Marka Tescili-Haksız Rekabet-İptal Davası
YARGITAY HUKUK GENEL KURULU
E. 2002/11-62 K. 2002/115
T. 27.2.2002
• İPTAL DAVASI ( Marka Tescil Başvurusunun Davalının İtirazı Üzerine Diğer Davalı Enstitü Tarafından Reddedilmesi )
• HAKSIZ REKABET ( Davacıya Ait Markanın Paris Sözleşmesine Taraf Birçok Ülkede Tescil Ettirilmiş Olması
• MARKA TESCİLİ ( Davacıya Ait Markanın Paris Sözleşmesine Taraf Birçok Ülkede Tescil Ettirilmiş Olması Nedeniyle Türkiye'de de Tesciline Engel Olmaması )
• PARİS SÖZLEŞMESİ ( Davacıya Ait Markanın Paris Sözleşmesine Taraf Birçok Ülkede Tescil Ettirilmiş Olması Nedeniyle Türkiye'de de Tesciline Engel Olmaması )
Paris Sözleşmesi, m. 6, 4, mükerrer m.
ÖZET : Tescilin bir markanın veya ticaret sırasında kullanılan başka bir işaretin sahibinin itiraz etmesi üzerine, tescili istenen marka şu hallerde de tescil edilemez.
a ) Markanın tescili için yapılan başvuru tarihinden önce veya markanın tescili için yapılan başvuruda belirtilen rüchan tarihinden önce bu işaret için hak elde edilmiş olmalı,
b ) Belirtilen işaret sahibine daha sonraki bir markanın kullanımını yasaklama hakkı vermesi halinde marka tescil edilemez. Burada davalı M.. işaretini hizmet markası olarak kullanmamış, yasadan kaynaklanan hakkını ileri sürüp tescil talebinde bulunmamıştır. Davalı bu işarete ayırdedici bir takım sözlerle birlikte unvanında kullandığı için bu kullanım davacıya üstün hak sağlamamıştır. Davalının itiraz hakkının geçerli olması için, tescilsiz işaretin "ticaret sırasında kullanılmış" olması gerekir. Ticaret sırasında kullanma ise, marka hukukuna özgü kullanmayı gerektirir.

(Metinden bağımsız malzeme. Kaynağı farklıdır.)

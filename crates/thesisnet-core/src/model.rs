//! Thesis record model.
//!
//! A [`ThesisCollection`] groups records by year (free text, as scraped) and
//! then by thesis id (`"{year}-{n}"`). Identity is positional: two records
//! with identical content but different ids are distinct theses.
//!
//! Both levels are `BTreeMap`s so every traversal of a collection is
//! deterministic. Years are compared as strings, not numbers.

use std::collections::{BTreeMap, BTreeSet};

use serde::{Deserialize, Serialize};

/// One doctoral thesis as listed on the research portal.
#[derive(Debug, Clone, PartialEq, Eq, Serialize, Deserialize)]
pub struct ThesisRecord {
    pub title: String,
    pub author: String,
    /// Supervisors in the order the portal lists them.
    pub directors: Vec<String>,
}

impl ThesisRecord {
    pub fn new(
        title: impl Into<String>,
        author: impl Into<String>,
        directors: impl IntoIterator<Item = impl Into<String>>,
    ) -> Self {
        Self {
            title: title.into(),
            author: author.into(),
            directors: directors.into_iter().map(Into::into).collect(),
        }
    }
}

/// Theses of a single year, keyed by thesis id.
pub type YearTheses = BTreeMap<String, ThesisRecord>;

/// All scraped theses: year → thesis id → record.
#[derive(Debug, Clone, Default, PartialEq, Eq, Serialize, Deserialize)]
#[serde(transparent)]
pub struct ThesisCollection {
    years: BTreeMap<String, YearTheses>,
}

impl ThesisCollection {
    #[must_use]
    pub fn new() -> Self {
        Self::default()
    }

    /// Build a thesis id in the portal convention.
    #[must_use]
    pub fn thesis_id(year: &str, sequence: usize) -> String {
        format!("{year}-{sequence}")
    }

    /// Insert or replace a record. Returns the previous record under that id.
    pub fn insert(
        &mut self,
        year: impl Into<String>,
        thesis_id: impl Into<String>,
        record: ThesisRecord,
    ) -> Option<ThesisRecord> {
        self.years
            .entry(year.into())
            .or_default()
            .insert(thesis_id.into(), record)
    }

    #[must_use]
    pub fn get(&self, year: &str, thesis_id: &str) -> Option<&ThesisRecord> {
        self.years.get(year)?.get(thesis_id)
    }

    /// Years present in the collection, in string order.
    pub fn years(&self) -> impl Iterator<Item = &str> {
        self.years.keys().map(String::as_str)
    }

    /// Total number of records across all years.
    #[must_use]
    pub fn len(&self) -> usize {
        self.years.values().map(BTreeMap::len).sum()
    }

    #[must_use]
    pub fn is_empty(&self) -> bool {
        self.len() == 0
    }

    /// Iterate `(year, thesis_id, record)` in year then id order.
    pub fn records(&self) -> impl Iterator<Item = (&str, &str, &ThesisRecord)> {
        self.years.iter().flat_map(|(year, theses)| {
            theses
                .iter()
                .map(move |(id, record)| (year.as_str(), id.as_str(), record))
        })
    }

    /// Mutable variant of [`ThesisCollection::records`].
    pub fn records_mut(&mut self) -> impl Iterator<Item = (&str, &str, &mut ThesisRecord)> {
        self.years.iter_mut().flat_map(|(year, theses)| {
            theses
                .iter_mut()
                .map(move |(id, record)| (year.as_str(), id.as_str(), record))
        })
    }

    /// Every distinct supervisor name across the collection.
    #[must_use]
    pub fn supervisors(&self) -> BTreeSet<String> {
        self.records()
            .flat_map(|(_, _, record)| record.directors.iter().cloned())
            .collect()
    }
}

impl FromIterator<(String, String, ThesisRecord)> for ThesisCollection {
    fn from_iter<I: IntoIterator<Item = (String, String, ThesisRecord)>>(iter: I) -> Self {
        let mut collection = Self::new();
        for (year, id, record) in iter {
            collection.insert(year, id, record);
        }
        collection
    }
}
//! Degree and in-degree centrality.
//!
//! Degree centrality is the fraction of other people a person is linked to:
//! `deg(v) / (n - 1)`. On a directed graph the degree is in + out. A
//! self-loop adds two to the degree of its node.
//!
//! In-degree centrality counts incoming edges only. In the author →
//! supervisor graph that is the number of distinct authors supervised.
//!
//! A one-node graph scores 1.0; an empty graph yields an empty map.

use std::collections::HashMap;

use petgraph::EdgeType;
use petgraph::visit::EdgeRef;
use tracing::instrument;

use crate::graph::build::{DirectedGraph, PersonGraph};

/// Degree centrality for every node.
#[must_use]
#[instrument(skip(g), fields(nodes = g.node_count()))]
pub fn degree_centrality<Ty: EdgeType>(g: &PersonGraph<Ty>) -> HashMap<String, f64> {
    let mut counts = vec![0_usize; g.node_count()];
    for edge in g.graph.edge_references() {
        counts[edge.source().index()] += 1;
        counts[edge.target().index()] += 1;
    }
    scale(g, &counts)
}

/// In-degree centrality of a directed graph.
#[must_use]
pub fn in_degree_centrality(g: &DirectedGraph) -> HashMap<String, f64> {
    in_degree_scores(g)
}

/// In-degree counting over any edge type. Only meaningful when directed;
/// callers outside this module go through [`in_degree_centrality`].
pub(crate) fn in_degree_scores<Ty: EdgeType>(g: &PersonGraph<Ty>) -> HashMap<String, f64> {
    let mut counts = vec![0_usize; g.node_count()];
    for edge in g.graph.edge_references() {
        counts[edge.target().index()] += 1;
    }
    scale(g, &counts)
}

#[allow(clippy::cast_precision_loss)]
fn scale<Ty: EdgeType>(g: &PersonGraph<Ty>, counts: &[usize]) -> HashMap<String, f64> {
    let n = g.node_count();
    let factor = if n > 1 { 1.0 / (n - 1) as f64 } else { 1.0 };

    g.graph
        .node_indices()
        .map(|idx| {
            let score = if n == 1 {
                1.0
            } else {
                counts[idx.index()] as f64 * factor
            };
            (g.graph[idx].clone(), score)
        })
        .collect()
}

Hatta ticaret sırasında kullanma, markanın tescili için yapılan başvuru tarihinden önce gerçekleşmelidir.
Dava konusu olayda, davalı ünvanında yeralan işaretin mahiyetine göre davacı haklarını etkilemediği, davacıya ait markanın Paris Sözleşmesine taraf birçok ülkede tescil ettirilmiş bulunduğu anlaşıldığına göre, Türkiye'de tesciline engel bir durum bulunmamaktadır.
DAVA : Taraflar arasındaki "haksız rekabet" davasından dolayı yapılan yargılama sonunda; ( Ankara Asliye Yedinci Ticaret Mahkemesi )nce davanın reddine dair verilen 8.10.1998 gün ve 1998/255-796 sayılı kararın incelenmesi davacı vekili tarafından istenilmesi üzerine, Yargıtay Onbirinci Hukuk Dairesinin 26.10.2000 gün ve 2000/7064-8215 sayılı ilamı ile; ( ...Davacı vekili, giyim sektöründe faaliyet gösteren müvekkilinin birçok ülkede tescili tanınmış "M.." markasının tescili için davalı Enstitüye yapılan başvurunun diğer davalının haksız itirazı ile reddedildiğini ileri sürerek, ret kararının iptali ile markanın tescilini talep ve dava etmiştir. "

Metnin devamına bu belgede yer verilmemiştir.